Jeden z najlepszych remake'ów jakie widziałem, idealne "uzupełnienie" historii znanej z Rashomona, Kurosawy(o ile w temacie Kurosawy można mówić w ogóle o uzupełnianiu czegokolwiek, heh). Rewelacyjne zdjęcia, genialnie zagrany(Newman zrobił na mnie ogromne wrażenie!), dziwie się że ma tak niską ocenę! no ale są gusta.. i guściki.. dla mnie bomba :)

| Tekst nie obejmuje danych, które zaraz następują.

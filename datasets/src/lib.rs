//! `kmeans-lab-datasets` generates the point clouds the playground clusters.
//!
//! ## The Big Picture
//!
//! `kmeans-lab-datasets` is a crate in the `kmeans-lab` workspace. Every dataset is a
//! `(n_points, 2)` matrix of coordinates inside the unit square, ready to be handed to a
//! `KMeansEngine`.
//!
//! ## Current State
//!
//! Two distributions are provided:
//!
//! * [`PointDistribution::Uniform`]: independent uniform draws per axis
//! * [`PointDistribution::Gaussian`]: points dealt round-robin to three fixed blob centers,
//!   jittered with a small normal noise
//!
//! ```
//! use kmeans_lab_datasets::PointDistribution;
//! use ndarray_rand::rand::SeedableRng;
//! use rand_isaac::Isaac64Rng;
//!
//! let mut rng = Isaac64Rng::seed_from_u64(42);
//! let points = PointDistribution::Gaussian.generate(200, &mut rng).unwrap();
//! assert_eq!(points.dim(), (200, 2));
//! ```

pub mod generate;

use std::fmt;
use std::str::FromStr;

use ndarray::Array2;
use ndarray_rand::rand::Rng;
#[cfg(feature = "serde")]
use serde_crate::{Deserialize, Serialize};
use thiserror::Error;

/// An error when generating a dataset
#[derive(Error, Debug, Clone, PartialEq)]
pub enum DatasetError {
    #[error("standard deviation must be finite and non-negative, got {0}")]
    StdDev(f64),
    #[error("at least one blob center is required")]
    NoBlobCenters,
    #[error("unknown point distribution `{0}`")]
    UnknownDistribution(String),
}

/// How the points of a fresh dataset are spread over the unit square
#[cfg_attr(
    feature = "serde",
    derive(Serialize, Deserialize),
    serde(crate = "serde_crate")
)]
#[derive(Clone, Copy, Debug, PartialEq, Eq, Hash, Default)]
pub enum PointDistribution {
    #[default]
    Uniform,
    Gaussian,
}

impl PointDistribution {
    /// Draw `n_points` points from this distribution.
    pub fn generate(
        self,
        n_points: usize,
        rng: &mut impl Rng,
    ) -> Result<Array2<f64>, DatasetError> {
        match self {
            Self::Uniform => Ok(generate::uniform(n_points, rng)),
            Self::Gaussian => generate::gaussian_blobs(
                n_points,
                &generate::blob_centers(),
                generate::BLOB_STD_DEV,
                rng,
            ),
        }
    }
}

impl fmt::Display for PointDistribution {
    fn fmt(&self, f: &mut fmt::Formatter<'_>) -> fmt::Result {
        match self {
            Self::Uniform => f.write_str("uniform"),
            Self::Gaussian => f.write_str("gaussian"),
        }
    }
}

impl FromStr for PointDistribution {
    type Err = DatasetError;

    fn from_str(s: &str) -> Result<Self, Self::Err> {
        match s.trim().to_lowercase().as_str() {
            "uniform" => Ok(Self::Uniform),
            "gaussian" => Ok(Self::Gaussian),
            _ => Err(DatasetError::UnknownDistribution(s.to_string())),
        }
    }
}

#[cfg(test)]
mod tests {
    use super::*;
    use ndarray_rand::rand::SeedableRng;
    use rand_isaac::Isaac64Rng;

    #[test]
    fn parse_labels() {
        assert_eq!("uniform".parse(), Ok(PointDistribution::Uniform));
        assert_eq!("Gaussian".parse(), Ok(PointDistribution::Gaussian));
        assert_eq!(
            "poisson".parse::<PointDistribution>(),
            Err(DatasetError::UnknownDistribution("poisson".to_string()))
        );
    }

    #[test]
    fn empty_datasets_are_allowed() {
        let mut rng = Isaac64Rng::seed_from_u64(0);
        for dist in &[PointDistribution::Uniform, PointDistribution::Gaussian] {
            assert_eq!(dist.generate(0, &mut rng).unwrap().dim(), (0, 2));
        }
    }

    #[test]
    fn same_seed_same_points() {
        let a = PointDistribution::Gaussian
            .generate(50, &mut Isaac64Rng::seed_from_u64(7))
            .unwrap();
        let b = PointDistribution::Gaussian
            .generate(50, &mut Isaac64Rng::seed_from_u64(7))
            .unwrap();
        assert_eq!(a, b);
    }
}
use std::error::Error;

/// A set of hyperparameters whose values have not been checked for validity. A reference to the
/// checked hyperparameters can only be obtained after checking has completed.
///
/// The hyperparameter validation done in `check_ref()` and `check()` should be identical.
pub trait ParamGuard {
    /// The checked hyperparameters
    type Checked;
    /// Error type resulting from failed hyperparameter checking
    type Error: Error;

    /// Checks the hyperparameters and returns a reference to the checked hyperparameters if
    /// successful
    fn check_ref(&self) -> Result<&Self::Checked, Self::Error>;

    /// Checks the hyperparameters and returns the checked hyperparameters if successful
    fn check(self) -> Result<Self::Checked, Self::Error>;

    /// Calls `check()` and unwraps the result
    fn check_unwrap(self) -> Self::Checked
    where
        Self: Sized,
    {
        self.check().unwrap()
    }
}
use criterion::{
    black_box, criterion_group, criterion_main, AxisScale, BenchmarkId, Criterion,
    PlotConfiguration,
};
use kmeans_lab_clustering::{KMeansEngine, KMeansInit};
use kmeans_lab_datasets::PointDistribution;
use ndarray_rand::rand::SeedableRng;
use rand_isaac::Isaac64Rng;

fn k_means_bench(c: &mut Criterion) {
    let mut rng = Isaac64Rng::seed_from_u64(40);
    let dataset_sizes = vec![(100, 3), (300, 5), (1000, 8)];

    let mut benchmark = c.benchmark_group("lloyd_k_means");
    benchmark.plot_config(PlotConfiguration::default().summary_scale(AxisScale::Logarithmic));
    for (n_points, n_clusters) in dataset_sizes {
        let observations = PointDistribution::Gaussian
            .generate(n_points, &mut rng)
            .unwrap();
        for init in &[
            KMeansInit::Random,
            KMeansInit::FarthestFirst,
            KMeansInit::KMeansPlusPlus,
        ] {
            let id = BenchmarkId::new(init.to_string(), n_points);
            benchmark.bench_function(id, |bencher| {
                bencher.iter(|| {
                    let mut engine =
                        KMeansEngine::params_with_rng(black_box(n_clusters), rng.clone())
                            .init_method(*init)
                            .build(observations.clone())
                            .unwrap();
                    engine.initialize_centroids().unwrap();
                    for _ in 0..100 {
                        if engine.iterate() {
                            break;
                        }
                    }
                    engine
                });
            });
        }
    }

    benchmark.finish();
}

criterion_group! {
    name = benches;
    config = Criterion::default();
    targets = k_means_bench
}
criterion_main!(benches);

Z konfrontacji tych wszystkich prawd niestety wyszła jedna wielka nieprawda o Dzikim Zachodzie. To, co w oprawie egzotycznej kultury japońskiej zachwycało oryginalnością, przeniesione w remakeu na grunt XIX-wiecznej Ameryki irytuje brakiem elementarnego realizmu, również psychologicznego. Wszyscy wszak wiemy, jak wyglądały tam procesy sądowe, zwłaszcza w przypadku morderstwa – publiczność na pewno nie stała biernie niczym niemi statyści, a już przesłuchiwanie przez sędziego indiańskiego medium w charakterze świadka to czysta groteska.
Jedna gwiazdka ekstra za ciekawą rolę Newmana.